**Problem**.
Restate word for word the lines of the entries below, starting with the line that holds "together for the" and ending with the line that holds "impl std::fmt::Debug for", and no others.

(Collected data)
--- START ---
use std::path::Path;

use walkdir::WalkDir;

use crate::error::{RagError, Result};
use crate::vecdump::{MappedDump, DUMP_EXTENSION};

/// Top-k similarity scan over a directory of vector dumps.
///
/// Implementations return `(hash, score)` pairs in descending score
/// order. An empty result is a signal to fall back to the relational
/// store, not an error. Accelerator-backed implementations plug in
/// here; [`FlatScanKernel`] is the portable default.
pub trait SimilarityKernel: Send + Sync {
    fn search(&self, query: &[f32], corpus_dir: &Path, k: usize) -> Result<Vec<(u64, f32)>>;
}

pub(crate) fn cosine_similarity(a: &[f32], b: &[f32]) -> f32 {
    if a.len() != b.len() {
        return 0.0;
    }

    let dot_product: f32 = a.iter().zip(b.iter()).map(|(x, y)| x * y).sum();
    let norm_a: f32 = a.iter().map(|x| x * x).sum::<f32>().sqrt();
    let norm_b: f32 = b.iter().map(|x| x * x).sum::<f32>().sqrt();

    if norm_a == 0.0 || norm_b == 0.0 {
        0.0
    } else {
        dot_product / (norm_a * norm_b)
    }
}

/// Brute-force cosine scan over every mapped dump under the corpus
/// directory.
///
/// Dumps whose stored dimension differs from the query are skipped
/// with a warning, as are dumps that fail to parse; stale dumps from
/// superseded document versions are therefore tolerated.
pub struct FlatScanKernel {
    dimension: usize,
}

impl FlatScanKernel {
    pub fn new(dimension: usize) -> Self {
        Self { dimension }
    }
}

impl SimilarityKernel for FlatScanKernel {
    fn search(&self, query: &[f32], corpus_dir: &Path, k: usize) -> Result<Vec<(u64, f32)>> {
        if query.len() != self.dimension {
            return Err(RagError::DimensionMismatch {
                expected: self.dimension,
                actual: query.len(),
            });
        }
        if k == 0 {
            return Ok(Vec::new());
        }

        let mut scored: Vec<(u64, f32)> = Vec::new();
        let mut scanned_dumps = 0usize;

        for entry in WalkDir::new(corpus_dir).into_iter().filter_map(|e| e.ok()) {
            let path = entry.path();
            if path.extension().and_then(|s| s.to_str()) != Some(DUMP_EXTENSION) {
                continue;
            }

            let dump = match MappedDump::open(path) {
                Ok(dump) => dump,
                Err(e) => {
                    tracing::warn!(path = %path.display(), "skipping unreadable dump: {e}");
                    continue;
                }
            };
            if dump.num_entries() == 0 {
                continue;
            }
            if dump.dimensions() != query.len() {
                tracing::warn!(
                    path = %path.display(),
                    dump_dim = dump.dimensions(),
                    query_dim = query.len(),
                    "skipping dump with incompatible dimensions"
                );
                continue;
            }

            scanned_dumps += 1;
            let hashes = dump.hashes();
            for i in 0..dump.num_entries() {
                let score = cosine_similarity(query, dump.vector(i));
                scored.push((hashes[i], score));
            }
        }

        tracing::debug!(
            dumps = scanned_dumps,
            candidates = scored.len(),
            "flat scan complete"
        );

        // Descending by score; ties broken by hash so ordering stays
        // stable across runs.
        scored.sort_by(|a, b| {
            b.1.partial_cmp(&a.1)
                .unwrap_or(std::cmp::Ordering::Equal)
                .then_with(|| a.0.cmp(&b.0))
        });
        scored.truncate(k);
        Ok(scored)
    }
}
--- END ---
--- START ---
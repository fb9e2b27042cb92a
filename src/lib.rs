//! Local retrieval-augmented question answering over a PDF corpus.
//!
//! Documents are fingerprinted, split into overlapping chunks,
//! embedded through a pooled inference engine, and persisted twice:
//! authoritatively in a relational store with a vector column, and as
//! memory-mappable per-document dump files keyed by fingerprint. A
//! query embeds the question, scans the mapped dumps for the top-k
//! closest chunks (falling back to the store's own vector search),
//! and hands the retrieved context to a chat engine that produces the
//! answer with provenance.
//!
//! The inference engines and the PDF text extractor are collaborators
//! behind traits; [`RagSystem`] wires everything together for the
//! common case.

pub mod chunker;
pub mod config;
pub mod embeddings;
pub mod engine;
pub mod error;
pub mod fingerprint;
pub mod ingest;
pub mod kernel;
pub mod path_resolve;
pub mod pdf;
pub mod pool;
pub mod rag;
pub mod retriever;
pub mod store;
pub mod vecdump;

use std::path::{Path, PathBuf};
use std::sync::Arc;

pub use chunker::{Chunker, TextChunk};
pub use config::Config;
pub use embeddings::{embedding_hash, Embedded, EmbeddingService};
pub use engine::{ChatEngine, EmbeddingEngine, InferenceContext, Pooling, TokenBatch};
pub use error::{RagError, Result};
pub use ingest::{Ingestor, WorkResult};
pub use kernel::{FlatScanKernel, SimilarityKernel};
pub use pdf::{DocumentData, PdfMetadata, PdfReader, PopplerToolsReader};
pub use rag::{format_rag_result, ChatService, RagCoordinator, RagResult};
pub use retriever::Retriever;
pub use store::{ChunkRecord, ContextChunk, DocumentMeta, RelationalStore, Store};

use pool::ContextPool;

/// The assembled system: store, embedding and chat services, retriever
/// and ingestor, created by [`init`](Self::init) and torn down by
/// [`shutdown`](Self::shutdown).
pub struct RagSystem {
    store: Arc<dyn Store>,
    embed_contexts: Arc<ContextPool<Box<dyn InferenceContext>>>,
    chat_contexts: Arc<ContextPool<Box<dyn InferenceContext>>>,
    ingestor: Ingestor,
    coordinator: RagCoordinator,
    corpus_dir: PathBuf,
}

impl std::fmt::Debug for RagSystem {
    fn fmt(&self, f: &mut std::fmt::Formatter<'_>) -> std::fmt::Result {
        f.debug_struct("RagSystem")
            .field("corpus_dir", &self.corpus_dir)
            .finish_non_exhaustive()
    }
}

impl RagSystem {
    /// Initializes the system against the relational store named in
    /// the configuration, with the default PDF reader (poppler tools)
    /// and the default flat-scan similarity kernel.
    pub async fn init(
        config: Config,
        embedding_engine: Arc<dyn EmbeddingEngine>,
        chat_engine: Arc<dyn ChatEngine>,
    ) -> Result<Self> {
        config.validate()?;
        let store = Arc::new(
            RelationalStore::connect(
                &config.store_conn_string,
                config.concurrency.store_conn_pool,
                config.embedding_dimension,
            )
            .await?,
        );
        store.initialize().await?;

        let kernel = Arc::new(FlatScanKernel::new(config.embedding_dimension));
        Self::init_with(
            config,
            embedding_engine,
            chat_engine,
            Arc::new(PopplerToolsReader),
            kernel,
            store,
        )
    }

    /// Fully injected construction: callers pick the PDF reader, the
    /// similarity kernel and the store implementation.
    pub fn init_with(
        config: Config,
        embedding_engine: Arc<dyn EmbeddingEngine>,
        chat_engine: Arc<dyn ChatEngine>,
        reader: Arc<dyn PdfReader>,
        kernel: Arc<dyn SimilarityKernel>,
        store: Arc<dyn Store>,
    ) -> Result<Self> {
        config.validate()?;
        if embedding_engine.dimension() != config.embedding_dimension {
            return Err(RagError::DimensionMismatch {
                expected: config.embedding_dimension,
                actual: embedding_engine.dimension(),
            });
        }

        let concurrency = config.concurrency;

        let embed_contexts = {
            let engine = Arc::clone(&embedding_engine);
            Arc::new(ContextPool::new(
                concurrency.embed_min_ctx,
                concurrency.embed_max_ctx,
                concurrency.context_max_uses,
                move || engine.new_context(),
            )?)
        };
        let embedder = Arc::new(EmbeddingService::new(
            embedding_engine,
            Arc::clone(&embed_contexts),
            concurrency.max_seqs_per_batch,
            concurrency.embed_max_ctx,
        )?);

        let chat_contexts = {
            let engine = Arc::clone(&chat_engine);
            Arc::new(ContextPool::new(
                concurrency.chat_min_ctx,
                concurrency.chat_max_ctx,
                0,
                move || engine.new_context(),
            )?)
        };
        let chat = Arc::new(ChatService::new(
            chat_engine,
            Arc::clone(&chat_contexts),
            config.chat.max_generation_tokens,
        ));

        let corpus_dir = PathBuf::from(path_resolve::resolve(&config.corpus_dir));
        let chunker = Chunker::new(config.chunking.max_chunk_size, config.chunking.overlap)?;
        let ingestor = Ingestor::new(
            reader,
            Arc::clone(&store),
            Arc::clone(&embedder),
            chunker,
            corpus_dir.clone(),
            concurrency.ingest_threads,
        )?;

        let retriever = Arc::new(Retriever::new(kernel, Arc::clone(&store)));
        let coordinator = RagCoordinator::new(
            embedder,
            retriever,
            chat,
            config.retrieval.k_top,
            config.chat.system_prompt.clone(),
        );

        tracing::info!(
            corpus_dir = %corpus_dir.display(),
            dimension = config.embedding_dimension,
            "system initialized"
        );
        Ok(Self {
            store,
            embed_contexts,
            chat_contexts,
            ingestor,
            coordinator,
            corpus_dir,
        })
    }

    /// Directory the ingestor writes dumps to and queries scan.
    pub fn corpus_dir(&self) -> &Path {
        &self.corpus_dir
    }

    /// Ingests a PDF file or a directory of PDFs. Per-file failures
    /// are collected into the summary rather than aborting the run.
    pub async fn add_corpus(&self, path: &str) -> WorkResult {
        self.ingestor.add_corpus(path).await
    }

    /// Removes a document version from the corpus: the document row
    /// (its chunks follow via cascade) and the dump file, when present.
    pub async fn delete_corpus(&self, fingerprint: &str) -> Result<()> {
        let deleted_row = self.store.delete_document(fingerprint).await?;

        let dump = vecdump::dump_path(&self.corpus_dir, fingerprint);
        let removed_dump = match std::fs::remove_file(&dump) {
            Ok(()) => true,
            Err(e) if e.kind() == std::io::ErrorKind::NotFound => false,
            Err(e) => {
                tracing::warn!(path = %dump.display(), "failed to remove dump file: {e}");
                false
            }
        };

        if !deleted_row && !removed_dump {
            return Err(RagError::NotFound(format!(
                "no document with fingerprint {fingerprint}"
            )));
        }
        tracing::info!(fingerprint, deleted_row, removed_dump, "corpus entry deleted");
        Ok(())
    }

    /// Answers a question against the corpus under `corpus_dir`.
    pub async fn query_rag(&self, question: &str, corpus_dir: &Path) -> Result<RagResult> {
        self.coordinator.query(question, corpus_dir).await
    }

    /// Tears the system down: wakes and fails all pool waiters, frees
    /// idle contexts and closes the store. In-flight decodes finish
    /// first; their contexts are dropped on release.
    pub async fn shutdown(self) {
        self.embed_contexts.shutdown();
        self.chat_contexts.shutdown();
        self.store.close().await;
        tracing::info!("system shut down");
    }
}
--- END ---
--- START ---
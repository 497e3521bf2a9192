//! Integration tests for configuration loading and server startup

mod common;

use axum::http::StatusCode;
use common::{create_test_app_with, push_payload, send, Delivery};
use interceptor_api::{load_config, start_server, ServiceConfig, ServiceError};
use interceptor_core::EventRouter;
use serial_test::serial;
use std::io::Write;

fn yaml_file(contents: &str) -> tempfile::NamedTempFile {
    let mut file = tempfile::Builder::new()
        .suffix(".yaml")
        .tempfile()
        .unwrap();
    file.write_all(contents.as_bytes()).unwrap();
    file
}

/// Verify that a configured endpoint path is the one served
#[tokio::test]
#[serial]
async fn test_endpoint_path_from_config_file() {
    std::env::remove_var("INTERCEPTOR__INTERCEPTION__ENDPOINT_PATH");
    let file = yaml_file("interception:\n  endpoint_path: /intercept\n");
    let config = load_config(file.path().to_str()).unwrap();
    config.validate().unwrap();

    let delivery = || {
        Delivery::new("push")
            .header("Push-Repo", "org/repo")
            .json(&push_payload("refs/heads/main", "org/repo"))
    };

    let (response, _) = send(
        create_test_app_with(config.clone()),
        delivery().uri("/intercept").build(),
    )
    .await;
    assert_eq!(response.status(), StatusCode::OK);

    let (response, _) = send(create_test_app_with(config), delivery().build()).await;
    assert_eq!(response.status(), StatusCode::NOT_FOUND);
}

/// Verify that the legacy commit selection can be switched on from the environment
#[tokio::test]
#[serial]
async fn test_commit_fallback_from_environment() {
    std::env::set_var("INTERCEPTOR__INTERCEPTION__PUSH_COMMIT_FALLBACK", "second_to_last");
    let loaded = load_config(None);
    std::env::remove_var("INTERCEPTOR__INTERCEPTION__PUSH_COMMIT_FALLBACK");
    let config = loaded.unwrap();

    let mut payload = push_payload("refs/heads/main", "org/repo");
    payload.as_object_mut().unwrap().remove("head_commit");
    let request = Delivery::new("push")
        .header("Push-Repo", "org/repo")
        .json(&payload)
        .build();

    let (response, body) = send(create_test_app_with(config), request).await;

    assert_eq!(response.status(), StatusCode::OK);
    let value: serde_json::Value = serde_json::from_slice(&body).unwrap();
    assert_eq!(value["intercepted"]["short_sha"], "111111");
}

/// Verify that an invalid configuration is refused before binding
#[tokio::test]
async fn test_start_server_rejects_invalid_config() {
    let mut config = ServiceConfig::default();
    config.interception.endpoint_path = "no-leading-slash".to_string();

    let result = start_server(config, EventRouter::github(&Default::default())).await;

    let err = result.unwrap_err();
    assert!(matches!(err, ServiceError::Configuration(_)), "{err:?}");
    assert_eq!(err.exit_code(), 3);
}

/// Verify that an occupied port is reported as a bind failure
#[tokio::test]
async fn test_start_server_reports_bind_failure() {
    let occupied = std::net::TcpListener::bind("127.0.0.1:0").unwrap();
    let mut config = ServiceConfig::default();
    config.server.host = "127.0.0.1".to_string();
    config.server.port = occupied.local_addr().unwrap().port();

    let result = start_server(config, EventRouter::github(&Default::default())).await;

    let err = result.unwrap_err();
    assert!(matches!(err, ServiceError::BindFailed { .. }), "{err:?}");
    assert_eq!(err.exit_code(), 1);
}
--- END ---
**Task result**.
//! behind traits; [`RagSystem`] wires everything together for the
//! common case.

pub mod chunker;
pub mod config;
pub mod embeddings;
pub mod engine;
pub mod error;
pub mod fingerprint;
pub mod ingest;
pub mod kernel;
pub mod path_resolve;
pub mod pdf;
pub mod pool;
pub mod rag;
pub mod retriever;
pub mod store;
pub mod vecdump;

use std::path::{Path, PathBuf};
use std::sync::Arc;

pub use chunker::{Chunker, TextChunk};
pub use config::Config;
pub use embeddings::{embedding_hash, Embedded, EmbeddingService};
pub use engine::{ChatEngine, EmbeddingEngine, InferenceContext, Pooling, TokenBatch};
pub use error::{RagError, Result};
pub use ingest::{Ingestor, WorkResult};
pub use kernel::{FlatScanKernel, SimilarityKernel};
pub use pdf::{DocumentData, PdfMetadata, PdfReader, PopplerToolsReader};
pub use rag::{format_rag_result, ChatService, RagCoordinator, RagResult};
pub use retriever::Retriever;
pub use store::{ChunkRecord, ContextChunk, DocumentMeta, RelationalStore, Store};

use pool::ContextPool;

/// The assembled system: store, embedding and chat services, retriever
/// and ingestor, created by [`init`](Self::init) and torn down by
/// [`shutdown`](Self::shutdown).
pub struct RagSystem {
    store: Arc<dyn Store>,
    embed_contexts: Arc<ContextPool<Box<dyn InferenceContext>>>,
    chat_contexts: Arc<ContextPool<Box<dyn InferenceContext>>>,
    ingestor: Ingestor,
    coordinator: RagCoordinator,
    corpus_dir: PathBuf,
}

impl std::fmt::Debug for RagSystem {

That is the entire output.